And it gets worse. With elections a few months away, there’s a budgetary item of $451 million for “Democracy.” They’ve expended $23 million, about 5% (waiting for a more appropriate time than just before the elections, I guess). On the most basic items, like “Roads, Bridges, and Construction,” they’ve spent a mere $6 million (1.6%) of the $367 million budgeted. But two supremely important budget categories simply defy belief. On “Health Care” they’ve spent $2 million, 0.2% (that’s two tenths of one percent) of the $786 million budgeted. And they’re going to need that health care, because the in the big budget category of “Water and Sanitation” ($4.246 Billion), the $14 million they’ve spent (0.3%) won’t even buy every Iraqi a bucket and a plunger.

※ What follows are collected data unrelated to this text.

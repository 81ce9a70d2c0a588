//! The mutable route: active tasks, per-edge distances, and timeline.

use super::timeline::{Event, DEFAULT_TIME_BUDGET};
use crate::error::{OrienteerError, Result};
use crate::task::{Position, TaskId, TaskPool};
use std::collections::HashSet;
use std::sync::Arc;

/// Absolute tolerance used when comparing cached distances.
const DISTANCE_TOLERANCE: f64 = 1e-9;

/// An ordered route over a subset of a [`TaskPool`].
///
/// Three collections move together:
///
/// - `active`: the visiting order, no repeats, always containing the anchor
/// - `distances`: `distances[i]` is the length of the edge arriving at
///   `active[i]` (from the origin when `i == 0`)
/// - `timeline`: `[Travel, Task, Travel, Task, ...]` derived from the two above
///
/// Every mutation that can violate the time budget saves all three
/// first and puts them back verbatim on failure.
#[derive(Debug, Clone)]
pub struct Schedule {
    pub(super) pool: Arc<TaskPool>,
    pub(super) active: Vec<TaskId>,
    pub(super) distances: Vec<f64>,
    pub(super) timeline: Vec<Event>,
    pub(super) budget: f64,
}

/// Saved copy of a schedule's mutable collections.
#[derive(Debug, Clone)]
pub(super) struct Snapshot {
    active: Vec<TaskId>,
    distances: Vec<f64>,
    timeline: Vec<Event>,
}

/// Outcome of [`Schedule::ensure_consistency`].
#[derive(Debug, Clone, PartialEq, Eq)]
pub enum Repair {
    /// Distances and timeline were recomputed and fit the budget.
    WithinBudget,

    /// The recomputed route was over budget. These tasks were active but
    /// missing from the timeline, and were dropped.
    Pruned(Vec<TaskId>),
}

impl Schedule {
    /// Builds the greedy starting route with the default budget.
    pub fn seed(pool: Arc<TaskPool>) -> Result<Self> {
        Self::seed_with_budget(pool, DEFAULT_TIME_BUDGET)
    }

    /// Builds the greedy starting route.
    ///
    /// Starts from the anchor, then walks the pool in order and tries a
    /// shortest-distance insertion of every other task. Tasks that would
    /// push the total time over `budget` are skipped.
    ///
    /// # Errors
    ///
    /// Fails if `budget` is not positive and finite, or if the anchor
    /// alone does not fit.
    pub fn seed_with_budget(pool: Arc<TaskPool>, budget: f64) -> Result<Self> {
        let mut schedule = Self::with_anchor(pool, budget)?;
        let pool = Arc::clone(&schedule.pool);
        let anchor = pool.anchor();
        let mut skipped = 0usize;
        for id in pool.ids().filter(|&id| id != anchor) {
            if !schedule.insert_shortest_distance(id, None) {
                skipped += 1;
            }
        }
        log::debug!(
            "seeded schedule with {} of {} tasks ({} skipped), score {:.3}, time {:.3}",
            schedule.len(),
            pool.len(),
            skipped,
            schedule.score(),
            schedule.total_time()
        );
        Ok(schedule)
    }

    /// A schedule holding only the anchor.
    pub(crate) fn with_anchor(pool: Arc<TaskPool>, budget: f64) -> Result<Self> {
        if !(budget.is_finite() && budget > 0.0) {
            return Err(OrienteerError::InvalidBudget(budget));
        }
        let anchor = pool.anchor();
        let mut schedule = Self {
            pool,
            active: vec![anchor],
            distances: Vec::new(),
            timeline: Vec::new(),
            budget,
        };
        schedule.rebuild_from(0);

        let required = schedule.total_time();
        if required > budget {
            return Err(OrienteerError::AnchorOverBudget { required, budget });
        }
        Ok(schedule)
    }

    /// Net value: `sum(value[i] - distances[i])` over the active tasks.
    pub fn score(&self) -> f64 {
        self.active
            .iter()
            .zip(&self.distances)
            .map(|(&id, d)| self.pool.get(id).value - d)
            .sum()
    }

    /// Sum of every timeline event's duration.
    pub fn total_time(&self) -> f64 {
        self.timeline.iter().map(|e| e.duration(&self.pool)).sum()
    }

    /// Value of every task in the pool, scheduled or not.
    pub fn total_pool_value(&self) -> f64 {
        self.pool.total_value()
    }

    pub fn active_tasks(&self) -> &[TaskId] {
        &self.active
    }

    pub fn distances(&self) -> &[f64] {
        &self.distances
    }

    pub fn timeline(&self) -> &[Event] {
        &self.timeline
    }

    pub fn pool(&self) -> &Arc<TaskPool> {
        &self.pool
    }

    pub fn budget(&self) -> f64 {
        self.budget
    }

    pub fn contains(&self, id: TaskId) -> bool {
        self.active.contains(&id)
    }

    /// Number of scheduled tasks.
    pub fn len(&self) -> usize {
        self.active.len()
    }

    pub fn is_empty(&self) -> bool {
        self.active.is_empty()
    }

    /// Checks every structural invariant: anchor present, no repeats,
    /// distances and timeline in sync with the visiting order, and the
    /// total time within budget.
    pub fn is_consistent(&self) -> bool {
        if !self.contains(self.pool.anchor()) {
            return false;
        }
        let mut seen = HashSet::with_capacity(self.active.len());
        if !self
            .active
            .iter()
            .all(|id| id.index() < self.pool.len() && seen.insert(*id))
        {
            return false;
        }
        if self.distances.len() != self.active.len()
            || self.timeline.len() != 2 * self.active.len()
        {
            return false;
        }

        let mut from = Position::ORIGIN;
        for (i, &id) in self.active.iter().enumerate() {
            let here = self.pool.get(id).position;
            let expected = from.distance(&here);
            if (self.distances[i] - expected).abs() > DISTANCE_TOLERANCE {
                return false;
            }
            match self.timeline[2 * i] {
                Event::Travel { distance } if (distance - expected).abs() <= DISTANCE_TOLERANCE => {}
                _ => return false,
            }
            if self.timeline[2 * i + 1] != Event::Task(id) {
                return false;
            }
            from = here;
        }

        self.total_time() <= self.budget
    }

    /// Recomputes distances and timeline from scratch.
    ///
    /// If the recomputed route no longer fits the budget, the pre-repair
    /// state is restored instead and only the tasks that were active but
    /// absent from its timeline are dropped. Tasks the timeline already
    /// accounted for are never removed.
    pub fn ensure_consistency(&mut self) -> Repair {
        let scheduled: HashSet<TaskId> = self.timeline.iter().filter_map(Event::task).collect();
        let orphaned: Vec<TaskId> = self
            .active
            .iter()
            .copied()
            .filter(|id| !scheduled.contains(id) && self.pool.get(*id).removable)
            .collect();

        let before = self.snapshot();
        self.rebuild_from(0);
        if self.total_time() <= self.budget {
            return Repair::WithinBudget;
        }

        self.restore(before);
        self.active.retain(|id| !orphaned.contains(id));
        self.rebuild_from(0);
        if self.total_time() > self.budget {
            log::warn!(
                "repaired schedule still over budget: {:.3} > {:.3}",
                self.total_time(),
                self.budget
            );
        }
        log::debug!("repair dropped {} orphaned tasks", orphaned.len());
        Repair::Pruned(orphaned)
    }

    /// Recomputes `distances` and `timeline` for `active[start..]`.
    ///
    /// Entries before `start` are kept as they are.
    pub(super) fn rebuild_from(&mut self, start: usize) {
        let start = start.min(self.active.len());
        self.distances.truncate(start);
        self.timeline.truncate(2 * start);

        let mut from = match start {
            0 => Position::ORIGIN,
            i => self.pool.get(self.active[i - 1]).position,
        };
        for &id in &self.active[start..] {
            let here = self.pool.get(id).position;
            let distance = from.distance(&here);
            self.distances.push(distance);
            self.timeline.push(Event::travel(distance));
            self.timeline.push(Event::Task(id));
            from = here;
        }
    }

    pub(super) fn snapshot(&self) -> Snapshot {
        Snapshot {
            active: self.active.clone(),
            distances: self.distances.clone(),
            timeline: self.timeline.clone(),
        }
    }

    pub(super) fn restore(&mut self, snapshot: Snapshot) {
        self.active = snapshot.active;
        self.distances = snapshot.distances;
        self.timeline = snapshot.timeline;
    }

    pub(super) fn over_budget(&self) -> bool {
        self.total_time() > self.budget
    }
}

#[cfg(test)]
mod tests {
    use super::*;
    use crate::schedule::fixtures::{five_task_pool, ids};

    fn assert_close(a: f64, b: f64) {
        assert!((a - b).abs() < 1e-9, "{a} != {b}");
    }

    #[test]
    fn test_seed_inserts_by_nearest_neighbor() {
        let schedule = Schedule::seed(five_task_pool()).unwrap();

        assert_eq!(schedule.active_tasks(), ids(&[0, 2, 1, 3, 4]).as_slice());
        let expected = [1.0, 1.0, 20f64.sqrt(), 52f64.sqrt(), 4100f64.sqrt()];
        for (got, want) in schedule.distances().iter().zip(expected) {
            assert_close(*got, want);
        }
        assert!(schedule.is_consistent());
    }

    #[test]
    fn test_seed_skips_tasks_over_budget() {
        let schedule = Schedule::seed_with_budget(five_task_pool(), 50.0).unwrap();
        assert_eq!(schedule.active_tasks(), ids(&[0, 2, 1, 3]).as_slice());
        assert!(schedule.total_time() <= 50.0);
        assert!(schedule.is_consistent());
    }

    #[test]
    fn test_seed_rejects_bad_budget() {
        assert_eq!(
            Schedule::seed_with_budget(five_task_pool(), 0.0).unwrap_err(),
            OrienteerError::InvalidBudget(0.0)
        );
        assert!(Schedule::seed_with_budget(five_task_pool(), f64::NAN).is_err());
    }

    #[test]
    fn test_seed_rejects_anchor_over_budget() {
        // Anchor needs 1.5 (travel) + 1.0 (task).
        let err = Schedule::seed_with_budget(five_task_pool(), 2.0).unwrap_err();
        assert_eq!(
            err,
            OrienteerError::AnchorOverBudget {
                required: 2.5,
                budget: 2.0
            }
        );
    }

    #[test]
    fn test_score_and_total_time() {
        let schedule = Schedule::seed(five_task_pool()).unwrap();
        let travelled = 1.0 + 1.0 + 20f64.sqrt() + 52f64.sqrt() + 4100f64.sqrt();

        assert_close(schedule.score(), 165.0 - travelled);
        assert_close(schedule.total_time(), travelled * 1.5 + 12.0);
        assert_close(schedule.total_pool_value(), 165.0);
    }

    #[test]
    fn test_timeline_alternates() {
        let schedule = Schedule::seed(five_task_pool()).unwrap();
        for (i, event) in schedule.timeline().iter().enumerate() {
            match event {
                Event::Travel { .. } => assert_eq!(i % 2, 0),
                Event::Task(id) => assert_eq!(*id, schedule.active_tasks()[i / 2]),
            }
        }
    }

    #[test]
    fn test_ensure_consistency_fixes_corrupted_distances() {
        let mut schedule = Schedule::seed(five_task_pool()).unwrap();
        let clean = schedule.distances().to_vec();
        schedule.distances[1] = 99.0;
        schedule.distances[3] = -4.0;
        assert!(!schedule.is_consistent());

        assert_eq!(schedule.ensure_consistency(), Repair::WithinBudget);
        assert_eq!(schedule.distances(), clean.as_slice());
        assert!(schedule.is_consistent());
    }

    #[test]
    fn test_ensure_consistency_keeps_orphan_that_fits() {
        let mut schedule = Schedule::with_anchor(five_task_pool(), 1000.0).unwrap();
        schedule.active.push(TaskId(2));

        assert_eq!(schedule.ensure_consistency(), Repair::WithinBudget);
        assert_eq!(schedule.active_tasks(), ids(&[0, 2]).as_slice());
        assert!(schedule.is_consistent());
    }

    #[test]
    fn test_ensure_consistency_prunes_only_orphans() {
        let mut schedule = Schedule::seed_with_budget(five_task_pool(), 50.0).unwrap();
        let scheduled = schedule.active_tasks().to_vec();
        schedule.active.push(TaskId(4));
        schedule.distances.push(0.0);

        assert_eq!(schedule.ensure_consistency(), Repair::Pruned(vec![TaskId(4)]));
        assert_eq!(schedule.active_tasks(), scheduled.as_slice());
        assert!(schedule.total_time() <= 50.0);
        assert!(schedule.is_consistent());
    }

    #[test]
    fn test_snapshot_restore_round_trip() {
        let mut schedule = Schedule::seed(five_task_pool()).unwrap();
        let saved = schedule.snapshot();
        let (active, distances, timeline) = (
            schedule.active.clone(),
            schedule.distances.clone(),
            schedule.timeline.clone(),
        );

        schedule.active.truncate(1);
        schedule.rebuild_from(0);
        schedule.restore(saved);

        assert_eq!(schedule.active, active);
        assert_eq!(schedule.distances, distances);
        assert_eq!(schedule.timeline, timeline);
    }
}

So if you strip away the partisanship and simply look at the numbers the Bush administration gives us, they’ve done 4.8% of the job they promised and budgeted. That is the figure that has angered their own party members in the Senate. Even given the first year charitability of “25% expenditures,” that means they’ve done one fifth of their job in the past year. But when I see that on an important budget category like Health Care all they appear to have done is dropped some pocket change through a hole in their pants, I lose my charitable view.
Senator Lugar calls it “incompetence.” It is exactly what I’ve been calling it for about a year and a half: unconscionable malpractice. And it has hardly changed in that year and a half. All we’ve heard is “Iraq’s future is bright,” “stay the course,” etc. But when you look at it by the numbers, it is so stark it can’t be denied.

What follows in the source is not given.